++++ DATA PROVIDED ++++

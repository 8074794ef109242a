/// Sampler configuration, loadable from JSON files.
pub mod config;

pub use config::*;

/// Rejection sampler restricted to the confidence regions of multivariate distributions.
pub mod region;

pub use region::*;
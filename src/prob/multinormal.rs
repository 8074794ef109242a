use nalgebra::*;
use super::*;
use serde::{Serialize, Deserialize};
use std::fmt::{self, Display};
use std::convert::TryFrom;
use rand::Rng;
use crate::calc::{self, SYMM_TOL};
use crate::error::LinalgError;

/// Serialized form of a multinormal: only the parameters are stored, and the
/// sampling factor is re-derived (and the parameters re-validated) on load.
#[derive(Debug, Clone, Serialize, Deserialize)]
pub struct MultiNormalParams {

    pub mu : Vec<f64>,

    /// Covariance rows
    pub sigma : Vec<Vec<f64>>

}

/// Multivariate normal parametrized by μ (px1) and Σ (pxp). Σ must be symmetric and
/// positive semi-definite; singular covariances are accepted (their realizations
/// lie on a lower-dimensional subspace), although no Mahalanobis metric can be built
/// from them.
///
/// Besides the parameters, this structure holds a matrix square root A of Σ
/// (A A^T = Σ) taken from its spectral decomposition, so that μ + A z for a standard
/// normal z is a realization of the distribution.
#[derive(Debug, Clone, Serialize, Deserialize)]
#[serde(try_from = "MultiNormalParams", into = "MultiNormalParams")]
pub struct MultiNormal {

    mu : DVector<f64>,

    sigma : DMatrix<f64>,

    sigma_sqrt : DMatrix<f64>

}

impl MultiNormal {

    /// Builds a new multivariate distribution from a mu vector and a symmetric,
    /// positive semi-definite covariance matrix sigma.
    pub fn new(mu : DVector<f64>, sigma : DMatrix<f64>) -> Result<Self, LinalgError> {
        if sigma.nrows() != sigma.ncols() {
            return Err(LinalgError::NotSquare { rows : sigma.nrows(), cols : sigma.ncols() });
        }
        if mu.nrows() != sigma.nrows() {
            return Err(LinalgError::DimensionMismatch { expected : sigma.nrows(), found : mu.nrows() });
        }
        if !mu.iter().chain(sigma.iter()).all(|v| v.is_finite() ) {
            return Err(LinalgError::NonFinite);
        }
        if !calc::is_symmetric(&sigma) {
            return Err(LinalgError::NotSymmetric);
        }
        let (u, vals) = calc::spectral_dec(&sigma);
        let largest = vals.iter().fold(0.0f64, |m, v| m.max(v.abs()) );
        if vals.iter().any(|v| !v.is_finite() || *v < -SYMM_TOL * largest ) {
            return Err(LinalgError::NotPositiveSemiDefinite);
        }
        let scales = vals.map(|v| v.max(0.0).sqrt() );
        let sigma_sqrt = u * DMatrix::from_diagonal(&scales);
        Ok(Self { mu, sigma, sigma_sqrt })
    }

    /// Creates a centered multinormal with identity covariance of size p.
    pub fn new_standard(p : usize) -> Self {
        let mu = DVector::zeros(p);
        let sigma = DMatrix::identity(p, p);
        let sigma_sqrt = sigma.clone();
        Self { mu, sigma, sigma_sqrt }
    }

    /// Matrix square root of the covariance, used to scale standard normal draws.
    pub fn cov_sqrt(&self) -> &DMatrix<f64> {
        &self.sigma_sqrt
    }

}

impl Multivariate for MultiNormal {

    fn mean(&self) -> &DVector<f64> {
        &self.mu
    }

    fn cov(&self) -> &DMatrix<f64> {
        &self.sigma
    }

    fn draw<R>(&self, rng : &mut R) -> DVector<f64>
        where R : Rng + ?Sized
    {
        let z = DVector::from_fn(self.mu.nrows(), |_, _| rng.sample::<f64, _>(rand_distr::StandardNormal) );
        &self.sigma_sqrt * z + &self.mu
    }

}

impl rand_distr::Distribution<DVector<f64>> for MultiNormal {

    fn sample<R>(&self, rng : &mut R) -> DVector<f64>
        where R : Rng + ?Sized
    {
        self.draw(rng)
    }

}

impl TryFrom<MultiNormalParams> for MultiNormal {

    type Error = LinalgError;

    fn try_from(p : MultiNormalParams) -> Result<Self, LinalgError> {
        let n = p.mu.len();
        if p.sigma.len() != n {
            return Err(LinalgError::DimensionMismatch { expected : n, found : p.sigma.len() });
        }
        if let Some(row) = p.sigma.iter().find(|row| row.len() != n ) {
            return Err(LinalgError::NotSquare { rows : n, cols : row.len() });
        }
        let flat : Vec<f64> = p.sigma.iter().flatten().cloned().collect();
        MultiNormal::new(DVector::from_vec(p.mu), DMatrix::from_row_slice(n, n, &flat[..]))
    }

}

impl From<MultiNormal> for MultiNormalParams {

    fn from(mn : MultiNormal) -> Self {
        let mu = mn.mu.iter().cloned().collect();
        let sigma = mn.sigma.row_iter().map(|row| row.iter().cloned().collect() ).collect();
        MultiNormalParams { mu, sigma }
    }

}

impl Display for MultiNormal {

    fn fmt(&self, f: &mut fmt::Formatter<'_>) -> fmt::Result {
        write!(f, "MNorm({})", self.mu.nrows())
    }

}
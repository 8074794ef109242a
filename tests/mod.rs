use nalgebra::*;
use rand::SeedableRng;
use rand::rngs::StdRng;
use confregion::prob::*;
use confregion::sim::*;
use confregion::calc::mahalanobis_distance;
use confregion::{LinalgError, SamplingError};

const EPS : f64 = 1E-2;

fn example() -> MultiNormal {
    MultiNormal::new(
        DVector::from_column_slice(&[0.0, 0.0]),
        DMatrix::from_row_slice(2, 2, &[1.0, 2.0, 2.0, 9.0])
    ).unwrap()
}

#[test]
fn one_sigma_region() {
    let mn = example();
    let mut rng = StdRng::seed_from_u64(100);
    let samples = sample_confidence_region(&mn, &mut rng, 1000, 0.6827).unwrap();
    assert_eq!(samples.len(), 1000);
    let threshold = chi_squared_quantile(1.0, 0.6827).unwrap();
    assert!((threshold - 1.0).abs() < EPS);
    for s in samples.iter() {
        assert_eq!(s.nrows(), 2);
        let d = mahalanobis_distance(s, mn.mean(), mn.cov()).unwrap();
        assert!(d <= threshold);
    }
}

#[test]
fn two_sigma_region() {
    let mn = example();
    let mut rng = StdRng::seed_from_u64(100);
    let threshold = chi_squared_quantile(1.0, 0.9545).unwrap();
    for s in sample_confidence_region(&mn, &mut rng, 1000, 0.9545).unwrap().iter() {
        assert!(mahalanobis_distance(s, mn.mean(), mn.cov()).unwrap() <= threshold);
    }
}

#[test]
fn reseeded_generator_repeats_batch() {
    let mn = example();
    let a = sample_confidence_region(&mn, &mut StdRng::seed_from_u64(42), 200, 0.9545).unwrap();
    let b = sample_confidence_region(&mn, &mut StdRng::seed_from_u64(42), 200, 0.9545).unwrap();
    assert_eq!(a, b);
    let c = sample_confidence_region(&mn, &mut StdRng::seed_from_u64(43), 200, 0.9545).unwrap();
    assert_ne!(a, c);
}

#[test]
fn wider_regions_reject_less() {
    let mn = example();
    let sampler = RegionSampler::default();
    let mut rng = StdRng::seed_from_u64(7);
    let mut last_threshold = 0.0;
    let mut last_rate = 0.0;
    for alpha in [0.3, 0.6827, 0.9545, 0.999].iter() {
        let out = sampler.sample_with_stats(&mn, &mut rng, 2000, *alpha).unwrap();
        let rate = out.acceptance_rate().unwrap();
        assert!(out.threshold > last_threshold);
        assert!(rate > last_rate);
        last_threshold = out.threshold;
        last_rate = rate;
    }
    assert!(last_rate > 0.9);
}

#[test]
fn empty_request() {
    let mn = example();
    let mut rng = StdRng::seed_from_u64(1);
    assert!(sample_confidence_region(&mn, &mut rng, 0, 0.6827).unwrap().is_empty());
}

#[test]
fn singular_covariance() {
    let mn = MultiNormal::new(
        DVector::from_column_slice(&[0.0, 0.0]),
        DMatrix::from_row_slice(2, 2, &[1.0, 2.0, 2.0, 4.0])
    ).unwrap();
    let mut rng = StdRng::seed_from_u64(1);
    assert_eq!(
        sample_confidence_region(&mn, &mut rng, 10, 0.6827).unwrap_err(),
        SamplingError::Linalg(LinalgError::Singular)
    );
}

#[test]
fn unconstrained_reaches_outside_region() {
    let mn = example();
    let mut rng = StdRng::seed_from_u64(100);
    let threshold = chi_squared_quantile(1.0, 0.6827).unwrap();
    let samples = mn.sample(&mut rng, 1000);
    let outside = samples.row_iter()
        .filter(|row| {
            let x = row.transpose();
            mahalanobis_distance(&x, mn.mean(), mn.cov()).unwrap() > threshold
        })
        .count();

    // The distance of bivariate draws follows a chi-squared(2), which exceeds 1 with probability ~0.61.
    assert!(outside > 500 && outside < 720);
}
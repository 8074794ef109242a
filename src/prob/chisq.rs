use statrs::distribution::{ChiSquared, ContinuousCDF};
use crate::error::SamplingError;

/// Returns the value below which a chi-squared variable with the informed degrees
/// of freedom falls with probability p (the inverse of its cumulative distribution).
/// The squared Mahalanobis distance of a p-variate normal realization follows a chi-squared
/// distribution with p degrees of freedom, so this is the distance threshold of the
/// confidence region at level p.
pub fn chi_squared_quantile(dof : f64, p : f64) -> Result<f64, SamplingError> {
    if !dof.is_finite() || dof <= 0.0 {
        return Err(SamplingError::InvalidArgument(
            format!("Chi-squared degrees of freedom should be positive (found {})", dof)
        ));
    }
    if !(p > 0.0 && p < 1.0) {
        return Err(SamplingError::InvalidArgument(
            format!("Probability {} outside (0, 1)", p)
        ));
    }
    let distr = ChiSquared::new(dof)
        .map_err(|e| SamplingError::InvalidArgument(format!("{}", e)) )?;
    Ok(distr.inverse_cdf(p))
}
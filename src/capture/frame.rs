//! Grabbed video image.

/// Row-major 8-bit luma image of the video surface at one instant.
///
/// `sequence` counts grabs within one stream, so a paused surface hands out
/// repeated frames with an unchanged sequence.
#[derive(Clone)]
pub struct Frame {
    luma: Vec<u8>,
    width: u32,
    height: u32,
    sequence: u64,
}

impl Frame {
    pub fn new(luma: Vec<u8>, width: u32, height: u32, sequence: u64) -> Self {
        Self {
            luma,
            width,
            height,
            sequence,
        }
    }

    pub fn width(&self) -> u32 {
        self.width
    }

    pub fn height(&self) -> u32 {
        self.height
    }

    pub fn sequence(&self) -> u64 {
        self.sequence
    }

    /// Pixels of row `y`. `None` past the bottom edge or when the buffer
    /// does not cover `width * height` bytes.
    pub fn row(&self, y: u32) -> Option<&[u8]> {
        let stride = self.width as usize;
        if y >= self.height || self.luma.len() != stride * self.height as usize {
            return None;
        }
        let start = y as usize * stride;
        self.luma.get(start..start + stride)
    }
}

impl std::fmt::Debug for Frame {
    fn fmt(&self, f: &mut std::fmt::Formatter<'_>) -> std::fmt::Result {
        write!(
            f,
            "Frame#{} {}x{} ({} bytes)",
            self.sequence,
            self.width,
            self.height,
            self.luma.len()
        )
    }
}
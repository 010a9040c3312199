//! Scanner lifecycle states and legal transitions.

use super::ScannerError;

/// Lifecycle state of a [`Scanner`](super::Scanner).
#[derive(Debug, Clone, Copy, PartialEq, Eq, Default)]
pub enum ScannerState {
    /// No session. Initial state, and the state after `stop`.
    #[default]
    Idle,
    /// Session active, sampler running.
    Scanning,
    /// Session active, sampler and playback suspended.
    Paused,
}

/// Caller-requested lifecycle operation.
#[derive(Debug, Clone, Copy, PartialEq, Eq)]
pub enum Transition {
    Start,
    Pause,
    Resume,
    Stop,
}

impl ScannerState {
    /// Returns the state reached by applying `transition`, or an
    /// [`ScannerError::IllegalTransition`] leaving the state unchanged.
    pub fn apply(self, transition: Transition) -> Result<ScannerState, ScannerError> {
        use ScannerState::*;
        use Transition::*;

        match (self, transition) {
            (Idle, Start) => Ok(Scanning),
            (Scanning, Pause) => Ok(Paused),
            (Paused, Resume) => Ok(Scanning),
            (Scanning | Paused, Stop) => Ok(Idle),
            (state, transition) => Err(ScannerError::IllegalTransition { state, transition }),
        }
    }
}

impl std::fmt::Display for ScannerState {
    fn fmt(&self, f: &mut std::fmt::Formatter<'_>) -> std::fmt::Result {
        match self {
            ScannerState::Idle => f.write_str("idle"),
            ScannerState::Scanning => f.write_str("scanning"),
            ScannerState::Paused => f.write_str("paused"),
        }
    }
}

impl std::fmt::Display for Transition {
    fn fmt(&self, f: &mut std::fmt::Formatter<'_>) -> std::fmt::Result {
        match self {
            Transition::Start => f.write_str("start"),
            Transition::Pause => f.write_str("pause"),
            Transition::Resume => f.write_str("resume"),
            Transition::Stop => f.write_str("stop"),
        }
    }
}
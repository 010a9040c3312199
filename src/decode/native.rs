//! Contract for a host-provided barcode recognition capability.

use super::Symbology;
use crate::sampling::RasterSurface;
use std::future::Future;
use std::pin::Pin;
use thiserror::Error;

/// One candidate reported by a native detector.
#[derive(Debug, Clone, PartialEq, Eq)]
pub struct DetectedBarcode {
    /// Decoded payload.
    pub raw_value: String,
    pub format: Symbology,
}

/// Errors a native detector may report.
#[derive(Debug, Error)]
pub enum DetectError {
    #[error("detector failure: {0}")]
    Internal(String),
}

/// Future returned by [`BarcodeDetector::detect`].
pub type DetectFuture<'a> =
    Pin<Box<dyn Future<Output = Result<Vec<DetectedBarcode>, DetectError>> + Send + 'a>>;

/// Platform barcode recognition, queried asynchronously.
///
/// Implementations return every candidate they find, best first. An empty
/// list means no symbol was seen.
pub trait BarcodeDetector: Send + Sync {
    /// Symbologies this detector can recognize.
    fn formats(&self) -> &[Symbology];

    fn detect<'a>(&'a self, raster: &'a RasterSurface) -> DetectFuture<'a>;
}
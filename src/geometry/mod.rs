//! Viewport geometry.
//!
//! Maps the on-screen scan box to a crop rectangle in raw sensor pixels
//! and describes the overlay framing shown while scanning.

mod crop;
mod viewport;

pub use crop::{compute_crop, CropGeometry, ScanBox};
pub use viewport::{ScanOverlay, Viewport};
//! Physical camera backend built on `nokhwa`.
//!
//! The device is owned by a dedicated capture thread which keeps the most
//! recent luma frame. The [`NokhwaStream`] handle only exchanges flags and
//! frames with that thread, so it stays `Send` whatever the platform
//! backend is.

use super::{Camera, CameraConfig, CameraError, FacingMode, Frame, VideoStream};
use nokhwa::pixel_format::LumaFormat;
use nokhwa::utils::{CameraIndex, RequestedFormat, RequestedFormatType, Resolution};
use std::sync::atomic::{AtomicBool, Ordering};
use std::sync::mpsc;
use std::sync::{Arc, Mutex, PoisonError};
use std::thread::JoinHandle;
use std::time::Duration;

/// Delay between grabs while the surface is paused.
const PAUSED_POLL: Duration = Duration::from_millis(20);

/// Camera backed by a local capture device.
#[derive(Debug, Default)]
pub struct NokhwaCamera;

impl NokhwaCamera {
    pub fn new() -> Self {
        Self
    }
}

#[derive(Default)]
struct Shared {
    playing: AtomicBool,
    stopped: AtomicBool,
    latest: Mutex<Option<Frame>>,
    resolution: Mutex<Option<(u32, u32)>>,
}

impl Camera for NokhwaCamera {
    type Stream = NokhwaStream;

    fn request(&mut self, constraints: &CameraConfig) -> Result<NokhwaStream, CameraError> {
        constraints
            .validate()
            .map_err(|e| CameraError::OpenFailed(e.to_string()))?;

        if constraints.facing != FacingMode::Environment {
            tracing::debug!(facing = %constraints.facing, "facing mode is advisory on this backend");
        }

        let shared = Arc::new(Shared::default());
        let (ready_tx, ready_rx) = mpsc::channel();
        let worker = {
            let shared = Arc::clone(&shared);
            let constraints = constraints.clone();
            std::thread::Builder::new()
                .name("camera-capture".into())
                .spawn(move || capture_loop(constraints, shared, ready_tx))
                .map_err(|e| CameraError::OpenFailed(e.to_string()))?
        };

        match ready_rx.recv() {
            Ok(Ok(())) => Ok(NokhwaStream {
                shared,
                worker: Some(worker),
            }),
            Ok(Err(e)) => {
                let _ = worker.join();
                Err(e)
            }
            Err(_) => {
                let _ = worker.join();
                Err(CameraError::OpenFailed("capture thread exited".into()))
            }
        }
    }
}

fn capture_loop(
    constraints: CameraConfig,
    shared: Arc<Shared>,
    ready: mpsc::Sender<Result<(), CameraError>>,
) {
    let format = RequestedFormat::new::<LumaFormat>(RequestedFormatType::HighestResolution(
        Resolution::new(constraints.width, constraints.height),
    ));
    let index = CameraIndex::Index(constraints.device_id);

    let mut device = match nokhwa::Camera::new(index, format) {
        Ok(device) => device,
        Err(e) => {
            let _ = ready.send(Err(classify_open_error(constraints.device_id, e.to_string())));
            return;
        }
    };
    if let Err(e) = device.open_stream() {
        let _ = ready.send(Err(classify_open_error(constraints.device_id, e.to_string())));
        return;
    }
    // The negotiated format is fixed once the stream is open.
    let resolution = device.resolution();
    *shared
        .resolution
        .lock()
        .unwrap_or_else(PoisonError::into_inner) = Some((resolution.width(), resolution.height()));
    let _ = ready.send(Ok(()));

    let mut sequence = 0u64;
    while !shared.stopped.load(Ordering::Acquire) {
        if !shared.playing.load(Ordering::Acquire) {
            std::thread::sleep(PAUSED_POLL);
            continue;
        }

        let image = device
            .frame()
            .and_then(|buffer| buffer.decode_image::<LumaFormat>());
        match image {
            Ok(image) => {
                sequence += 1;
                let (width, height) = (image.width(), image.height());
                *shared.latest.lock().unwrap_or_else(PoisonError::into_inner) =
                    Some(Frame::new(image.into_raw(), width, height, sequence));
            }
            Err(e) => tracing::debug!(error = %e, "frame grab failed"),
        }
    }

    if let Err(e) = device.stop_stream() {
        tracing::warn!(error = %e, "failed to stop camera stream");
    }
    tracing::info!("camera capture thread exited");
}

fn classify_open_error(device_id: u32, message: String) -> CameraError {
    let lower = message.to_lowercase();
    if lower.contains("permission") || lower.contains("denied") {
        CameraError::PermissionDenied(message)
    } else if lower.contains("not found") || lower.contains("no device") {
        CameraError::DeviceNotFound(format!("index {device_id}: {message}"))
    } else {
        CameraError::OpenFailed(message)
    }
}

/// Handle to a running capture thread.
pub struct NokhwaStream {
    shared: Arc<Shared>,
    worker: Option<JoinHandle<()>>,
}

impl VideoStream for NokhwaStream {
    fn play(&mut self) -> Result<(), CameraError> {
        if !self.is_live() {
            return Err(CameraError::Stopped);
        }
        self.shared.playing.store(true, Ordering::Release);
        Ok(())
    }

    fn pause(&mut self) {
        self.shared.playing.store(false, Ordering::Release);
    }

    fn is_playing(&self) -> bool {
        self.shared.playing.load(Ordering::Acquire)
    }

    fn native_size(&self) -> Option<(u32, u32)> {
        *self
            .shared
            .resolution
            .lock()
            .unwrap_or_else(PoisonError::into_inner)
    }

    fn current_frame(&mut self) -> Result<Frame, CameraError> {
        if !self.is_live() {
            return Err(CameraError::Stopped);
        }
        self.shared
            .latest
            .lock()
            .unwrap_or_else(PoisonError::into_inner)
            .clone()
            .ok_or_else(|| CameraError::CaptureFailed("no frame available yet".into()))
    }

    fn stop_tracks(&mut self) {
        self.shared.playing.store(false, Ordering::Release);
        self.shared.stopped.store(true, Ordering::Release);
        if let Some(worker) = self.worker.take() {
            let _ = worker.join();
        }
    }

    fn is_live(&self) -> bool {
        !self.shared.stopped.load(Ordering::Acquire)
    }
}

impl Drop for NokhwaStream {
    fn drop(&mut self) {
        self.stop_tracks();
    }
}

++++

WHAT THE EXERCISE ASKS: Please return every line from the first one in the records above down to the line containing "if !mu.iter().chain(sigma.iter()).all(|v| v.is_finite()", including both, exactly as written and nothing more.

EXERCISE RESPONSE:
repository 8074794ef109242a
/// Sampler configuration, loadable from JSON files.
pub mod config;

pub use config::*;

/// Rejection sampler restricted to the confidence regions of multivariate distributions.
pub mod region;

pub use region::*;
filename src/prob/multinormal.rs
repository 8074794ef109242a
use nalgebra::*;
use super::*;
use serde::{Serialize, Deserialize};
use std::fmt::{self, Display};
use std::convert::TryFrom;
use rand::Rng;
use crate::calc::{self, SYMM_TOL};
use crate::error::LinalgError;

/// Serialized form of a multinormal: only the parameters are stored, and the
/// sampling factor is re-derived (and the parameters re-validated) on load.
#[derive(Debug, Clone, Serialize, Deserialize)]
pub struct MultiNormalParams {

    pub mu : Vec<f64>,

    /// Covariance rows
    pub sigma : Vec<Vec<f64>>

}

/// Multivariate normal parametrized by μ (px1) and Σ (pxp). Σ must be symmetric and
/// positive semi-definite; singular covariances are accepted (their realizations
/// lie on a lower-dimensional subspace), although no Mahalanobis metric can be built
/// from them.
///
/// Besides the parameters, this structure holds a matrix square root A of Σ
/// (A A^T = Σ) taken from its spectral decomposition, so that μ + A z for a standard
/// normal z is a realization of the distribution.
#[derive(Debug, Clone, Serialize, Deserialize)]
#[serde(try_from = "MultiNormalParams", into = "MultiNormalParams")]
pub struct MultiNormal {

    mu : DVector<f64>,

    sigma : DMatrix<f64>,

    sigma_sqrt : DMatrix<f64>

}

impl MultiNormal {

    /// Builds a new multivariate distribution from a mu vector and a symmetric,
    /// positive semi-definite covariance matrix sigma.
    pub fn new(mu : DVector<f64>, sigma : DMatrix<f64>) -> Result<Self, LinalgError> {
        if sigma.nrows() != sigma.ncols() {
            return Err(LinalgError::NotSquare { rows : sigma.nrows(), cols : sigma.ncols() });
        }
        if mu.nrows() != sigma.nrows() {
            return Err(LinalgError::DimensionMismatch { expected : sigma.nrows(), found : mu.nrows() });
        }
        if !mu.iter().chain(sigma.iter()).all(|v| v.is_finite() ) {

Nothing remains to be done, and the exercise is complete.